The thing with relativity and relativistic effects is that all measurements require some kind of reference, and there is no universal reference. It can be easy to read that and think it means “my measuring stick will read something slightly different from your measuring stick, and so we cannot know what is the true number”, but that’s not what it’s about at all. Using the same measuring device, you will get different measurements of the same object based entirely on what the relative velocity is between them. And, if we assume (for fun) that the boundaries of objects are not fuzzy at the molecular level, this would be true with an absolutely perfect, absolutely precise measuring device.

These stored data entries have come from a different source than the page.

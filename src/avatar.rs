/// Avatar image storage on the local filesystem
///
/// Each account has at most one avatar file, `<directory>/<account id>.<ext>`.
/// Files are served under `/public/avatars`.
use crate::error::{BlogError, BlogResult};
use std::path::{Path, PathBuf};
use tokio::fs;

/// Image extensions accepted for upload
pub const ALLOWED_EXTENSIONS: &[&str] = &["png", "jpg", "jpeg", "gif", "webp"];

/// Disk avatar store
#[derive(Clone, Debug)]
pub struct AvatarStore {
    directory: PathBuf,
    public_base: String,
}

impl AvatarStore {
    /// `public_url` is the externally visible server URL
    pub fn new(directory: PathBuf, public_url: &str) -> Self {
        Self {
            directory,
            public_base: format!("{}/public/avatars", public_url.trim_end_matches('/')),
        }
    }

    #[cfg(test)]
    pub fn directory(&self) -> &Path {
        &self.directory
    }

    /// Lower-cased extension of `filename` if it is an accepted image type
    pub fn extension_for(filename: &str) -> BlogResult<String> {
        let ext = Path::new(filename)
            .extension()
            .and_then(|e| e.to_str())
            .map(|e| e.to_ascii_lowercase())
            .ok_or_else(|| BlogError::Validation("Avatar file must have an extension".to_string()))?;

        if !ALLOWED_EXTENSIONS.contains(&ext.as_str()) {
            return Err(BlogError::Validation(format!(
                "Unsupported avatar type: {}",
                ext
            )));
        }

        Ok(ext)
    }

    fn file_name(account_id: i64, ext: &str) -> String {
        format!("{}.{}", account_id, ext)
    }

    /// Public URL for a stored avatar
    pub fn url_for(&self, account_id: i64, ext: &str) -> String {
        format!("{}/{}", self.public_base, Self::file_name(account_id, ext))
    }

    /// Replace the account's avatar with `data`, returning its public URL
    pub async fn save(&self, account_id: i64, ext: &str, data: &[u8]) -> BlogResult<String> {
        fs::create_dir_all(&self.directory).await?;

        let removed = self.remove_all(account_id).await?;
        if removed > 0 {
            tracing::debug!(account_id, removed, "removed previous avatar files");
        }

        let path = self.directory.join(Self::file_name(account_id, ext));
        fs::write(&path, data).await?;

        tracing::info!(account_id, path = %path.display(), "avatar stored");
        Ok(self.url_for(account_id, ext))
    }

    /// Delete every `<account id>.*` file, returning how many were removed
    pub async fn remove_all(&self, account_id: i64) -> BlogResult<usize> {
        let mut entries = match fs::read_dir(&self.directory).await {
            Ok(entries) => entries,
            Err(e) if e.kind() == std::io::ErrorKind::NotFound => return Ok(0),
            Err(e) => return Err(e.into()),
        };

        let stem = account_id.to_string();
        let mut removed = 0;

        while let Some(entry) = entries.next_entry().await? {
            let path = entry.path();
            let matches = path.file_stem().and_then(|s| s.to_str()) == Some(stem.as_str());
            if !matches || !entry.file_type().await?.is_file() {
                continue;
            }

            match fs::remove_file(&path).await {
                Ok(()) => removed += 1,
                Err(e) if e.kind() == std::io::ErrorKind::NotFound => {}
                Err(e) => return Err(e.into()),
            }
        }

        Ok(removed)
    }
}

#[cfg(test)]
mod tests {
    use super::*;
    use tempfile::tempdir;

    #[test]
    fn test_extension_filter() {
        assert_eq!(AvatarStore::extension_for("me.PNG").unwrap(), "png");
        assert_eq!(AvatarStore::extension_for("a.b.jpeg").unwrap(), "jpeg");
        assert!(AvatarStore::extension_for("script.sh").is_err());
        assert!(AvatarStore::extension_for("noext").is_err());
    }

    #[tokio::test]
    async fn test_save_replaces_previous_file() {
        let dir = tempdir().unwrap();
        let store = AvatarStore::new(dir.path().join("avatars"), "http://localhost:8080/");

        let url = store.save(7, "png", b"first").await.unwrap();
        assert_eq!(url, "http://localhost:8080/public/avatars/7.png");

        store.save(7, "gif", b"second").await.unwrap();
        assert!(!dir.path().join("avatars/7.png").exists());
        assert_eq!(
            std::fs::read(dir.path().join("avatars/7.gif")).unwrap(),
            b"second"
        );
    }

    #[tokio::test]
    async fn test_remove_all_only_touches_owner() {
        let dir = tempdir().unwrap();
        let store = AvatarStore::new(dir.path().to_path_buf(), "http://localhost:8080");

        store.save(1, "png", b"one").await.unwrap();
        store.save(11, "png", b"eleven").await.unwrap();

        assert_eq!(store.remove_all(1).await.unwrap(), 1);
        assert!(dir.path().join("11.png").exists());
    }

    #[tokio::test]
    async fn test_remove_all_missing_directory() {
        let dir = tempdir().unwrap();
        let store = AvatarStore::new(dir.path().join("absent"), "http://localhost:8080");
        assert_eq!(store.remove_all(3).await.unwrap(), 0);
    }
}
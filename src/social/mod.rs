/// Follow relationships between accounts
use crate::{
    db::models::PublicProfile,
    error::{BlogError, BlogResult},
};
use serde::{Deserialize, Serialize};
use sqlx::SqlitePool;

/// State of the (follower, followed) pair after a toggle
#[derive(Debug, Clone, Copy, PartialEq, Eq, Serialize, Deserialize)]
pub enum FollowOutcome {
    Followed,
    Unfollowed,
}

impl FollowOutcome {
    pub fn is_following(self) -> bool {
        matches!(self, FollowOutcome::Followed)
    }
}

/// Follow/unfollow toggling and follower enumeration
#[derive(Clone)]
pub struct SocialGraph {
    db: SqlitePool,
}

impl SocialGraph {
    pub fn new(db: SqlitePool) -> Self {
        Self { db }
    }

    /// Follow `followed_id` if not already following, otherwise unfollow.
    ///
    /// A duplicate-key error on insert means a concurrent identical request
    /// already created the row; the pair is followed either way.
    pub async fn toggle_follow(&self, follower_id: i64, followed_id: i64) -> BlogResult<FollowOutcome> {
        if follower_id == followed_id {
            return Err(BlogError::InvalidOperation(
                "You cannot follow yourself".to_string(),
            ));
        }

        // Present: the delete is the existence check
        let removed = sqlx::query("DELETE FROM follows WHERE follower_id = ?1 AND followed_id = ?2")
            .bind(follower_id)
            .bind(followed_id)
            .execute(&self.db)
            .await?
            .rows_affected();

        if removed > 0 {
            tracing::info!(follower_id, followed_id, "unfollowed");
            return Ok(FollowOutcome::Unfollowed);
        }

        let target_exists: bool =
            sqlx::query_scalar("SELECT EXISTS(SELECT 1 FROM accounts WHERE id = ?1)")
                .bind(followed_id)
                .fetch_one(&self.db)
                .await?;
        if !target_exists {
            return Err(BlogError::NotFound("user not found".to_string()));
        }

        let inserted = sqlx::query("INSERT INTO follows (follower_id, followed_id) VALUES (?1, ?2)")
            .bind(follower_id)
            .bind(followed_id)
            .execute(&self.db)
            .await
            .map_err(BlogError::from);

        match inserted {
            Ok(_) => {}
            Err(e) if e.is_unique_violation() => {
                tracing::debug!(follower_id, followed_id, "follow raced with an identical request");
            }
            Err(e) => return Err(e),
        }

        tracing::info!(follower_id, followed_id, "followed");
        Ok(FollowOutcome::Followed)
    }

    /// Accounts following `user_id`
    pub async fn followers(&self, user_id: i64) -> BlogResult<Vec<PublicProfile>> {
        let rows = sqlx::query_as::<_, PublicProfile>(
            "SELECT a.id, a.username, a.avatar
             FROM follows f JOIN accounts a ON a.id = f.follower_id
             WHERE f.followed_id = ?1
             ORDER BY a.username",
        )
        .bind(user_id)
        .fetch_all(&self.db)
        .await?;

        Ok(rows)
    }

    /// Accounts `user_id` follows
    pub async fn follows(&self, user_id: i64) -> BlogResult<Vec<PublicProfile>> {
        let rows = sqlx::query_as::<_, PublicProfile>(
            "SELECT a.id, a.username, a.avatar
             FROM follows f JOIN accounts a ON a.id = f.followed_id
             WHERE f.follower_id = ?1
             ORDER BY a.username",
        )
        .bind(user_id)
        .fetch_all(&self.db)
        .await?;

        Ok(rows)
    }

    #[cfg(test)]
    async fn is_following(&self, follower_id: i64, followed_id: i64) -> BlogResult<bool> {
        let exists: bool = sqlx::query_scalar(
            "SELECT EXISTS(SELECT 1 FROM follows WHERE follower_id = ?1 AND followed_id = ?2)",
        )
        .bind(follower_id)
        .bind(followed_id)
        .fetch_one(&self.db)
        .await?;

        Ok(exists)
    }
}

#[cfg(test)]
mod tests {
    use super::*;
    use crate::db;

    async fn insert_account(pool: &SqlitePool, username: &str) -> i64 {
        sqlx::query(
            "INSERT INTO accounts (username, email, password_hash, created_at)
             VALUES (?1, ?2, 'hash', CURRENT_TIMESTAMP)",
        )
        .bind(username)
        .bind(format!("{}@x.com", username))
        .execute(pool)
        .await
        .unwrap()
        .last_insert_rowid()
    }

    #[tokio::test]
    async fn test_follow_toggle_alternates() {
        let pool = db::test_pool().await;
        let ann = insert_account(&pool, "ann").await;
        let bob = insert_account(&pool, "bob").await;
        let graph = SocialGraph::new(pool);

        assert_eq!(graph.toggle_follow(ann, bob).await.unwrap(), FollowOutcome::Followed);
        assert!(graph.is_following(ann, bob).await.unwrap());
        assert!(!graph.is_following(bob, ann).await.unwrap());

        assert_eq!(graph.toggle_follow(ann, bob).await.unwrap(), FollowOutcome::Unfollowed);
        assert!(!graph.is_following(ann, bob).await.unwrap());
    }

    #[tokio::test]
    async fn test_self_follow_rejected() {
        let pool = db::test_pool().await;
        let ann = insert_account(&pool, "ann").await;
        let graph = SocialGraph::new(pool);

        for id in [ann, 12345] {
            assert!(matches!(
                graph.toggle_follow(id, id).await,
                Err(BlogError::InvalidOperation(_))
            ));
        }
    }

    #[tokio::test]
    async fn test_follow_missing_account() {
        let pool = db::test_pool().await;
        let ann = insert_account(&pool, "ann").await;
        let graph = SocialGraph::new(pool);

        assert!(matches!(
            graph.toggle_follow(ann, 999).await,
            Err(BlogError::NotFound(_))
        ));
    }

    #[tokio::test]
    async fn test_enumeration_returns_public_projection() {
        let pool = db::test_pool().await;
        let ann = insert_account(&pool, "ann").await;
        let bob = insert_account(&pool, "bob").await;
        let cat = insert_account(&pool, "cat").await;
        let graph = SocialGraph::new(pool);

        graph.toggle_follow(bob, ann).await.unwrap();
        graph.toggle_follow(cat, ann).await.unwrap();
        graph.toggle_follow(ann, cat).await.unwrap();

        let followers = graph.followers(ann).await.unwrap();
        let names: Vec<&str> = followers.iter().map(|p| p.username.as_str()).collect();
        assert_eq!(names, vec!["bob", "cat"]);

        let follows = graph.follows(ann).await.unwrap();
        assert_eq!(
            follows,
            vec![PublicProfile {
                id: cat,
                username: "cat".to_string(),
                avatar: None
            }]
        );

        let json = serde_json::to_value(&follows[0]).unwrap();
        assert!(json.get("email").is_none());
        assert!(json.get("password_hash").is_none());
    }

    #[tokio::test(flavor = "multi_thread", worker_threads = 4)]
    async fn test_concurrent_identical_follows_never_fail() {
        let dir = tempfile::tempdir().unwrap();
        let pool = db::test_file_pool(dir.path()).await;
        let ann = insert_account(&pool, "ann").await;
        let bob = insert_account(&pool, "bob").await;
        let graph = SocialGraph::new(pool.clone());

        for burst in [2, 5, 8] {
            let tasks: Vec<_> = (0..burst)
                .map(|_| {
                    let graph = graph.clone();
                    tokio::spawn(async move { graph.toggle_follow(ann, bob).await })
                })
                .collect();

            for task in tasks {
                task.await.unwrap().unwrap();
            }

            let rows: i64 = sqlx::query_scalar(
                "SELECT COUNT(*) FROM follows WHERE follower_id = ?1 AND followed_id = ?2",
            )
            .bind(ann)
            .bind(bob)
            .fetch_one(&pool)
            .await
            .unwrap();
            assert!(rows <= 1, "duplicate follow rows: {}", rows);
            assert_eq!(graph.is_following(ann, bob).await.unwrap(), rows == 1);
        }
    }
}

But also, if you know the relative speed between the measured and the measuring, you can transform that measurement back into the “rest” measurement, which is what you would get if the measurement device and the metre stick were moving with 0 velocity relative to each other.
This is known as a “rest frame” measurement, and it’s the one we generally treat as both the natural measurement and the “true” one in daily life.
The classic thought experiment around this is the airplane and the barn. Imagine an airplane that is 10m long, and a barn that is 9m long. The barn has doors at the front and back large enough for the plane to enter/exit, but there is no way to fit that plane inside the barn with both sets of doors closed. But a funny thing happens if the plane is flying fast enough relative to the barn (131,000 km/s or faster): The plane fits totally inside. You can close both sets of doors, and the plane will not intersect them.
At least, you know, until it plows head on into the now-shut doors in front of it.
But the thing is, if this was just some trick of measurement, the plane just wouldn’t fit.
I know you get this. You’re subtly using this as a way of saying that there’s no objective length measure. But there is. Everyone standing at rest relative to the barn will see the exact same thing. There will be total agreement on how long that plane is, with their infinitely precise, infinitely accurate measuring devices.
And when the plane comes to a stop and they measure its length, they will all agree once again.
Just on a different value.
It’s not that the plane does not have a “true” length, it’s that that length is a function of something else: the relative velocity between the measured and the measurer. You can – and we do – define a natural (or proper) length for an object by using the rest frame of the object itself, that is by measuring it when the object is at rest relative to measuring device. To the object itself, it will always be that length (barring issues of damage or molecular decay), so this is equivalent to its self-measurement.
None of this is to argue against the idea that we cannot get to an arbitrarily precise measure of objective reality. Just that you’ve presented two very different things in a way that conflates them.
I have used few words and failed to convey what I meant. Thank you for better explanation.
I wanted to highlight how subjectivity is built in into the world by relativistic effects, and we need to know the reference frame to know if the object is contracted or not in the first place.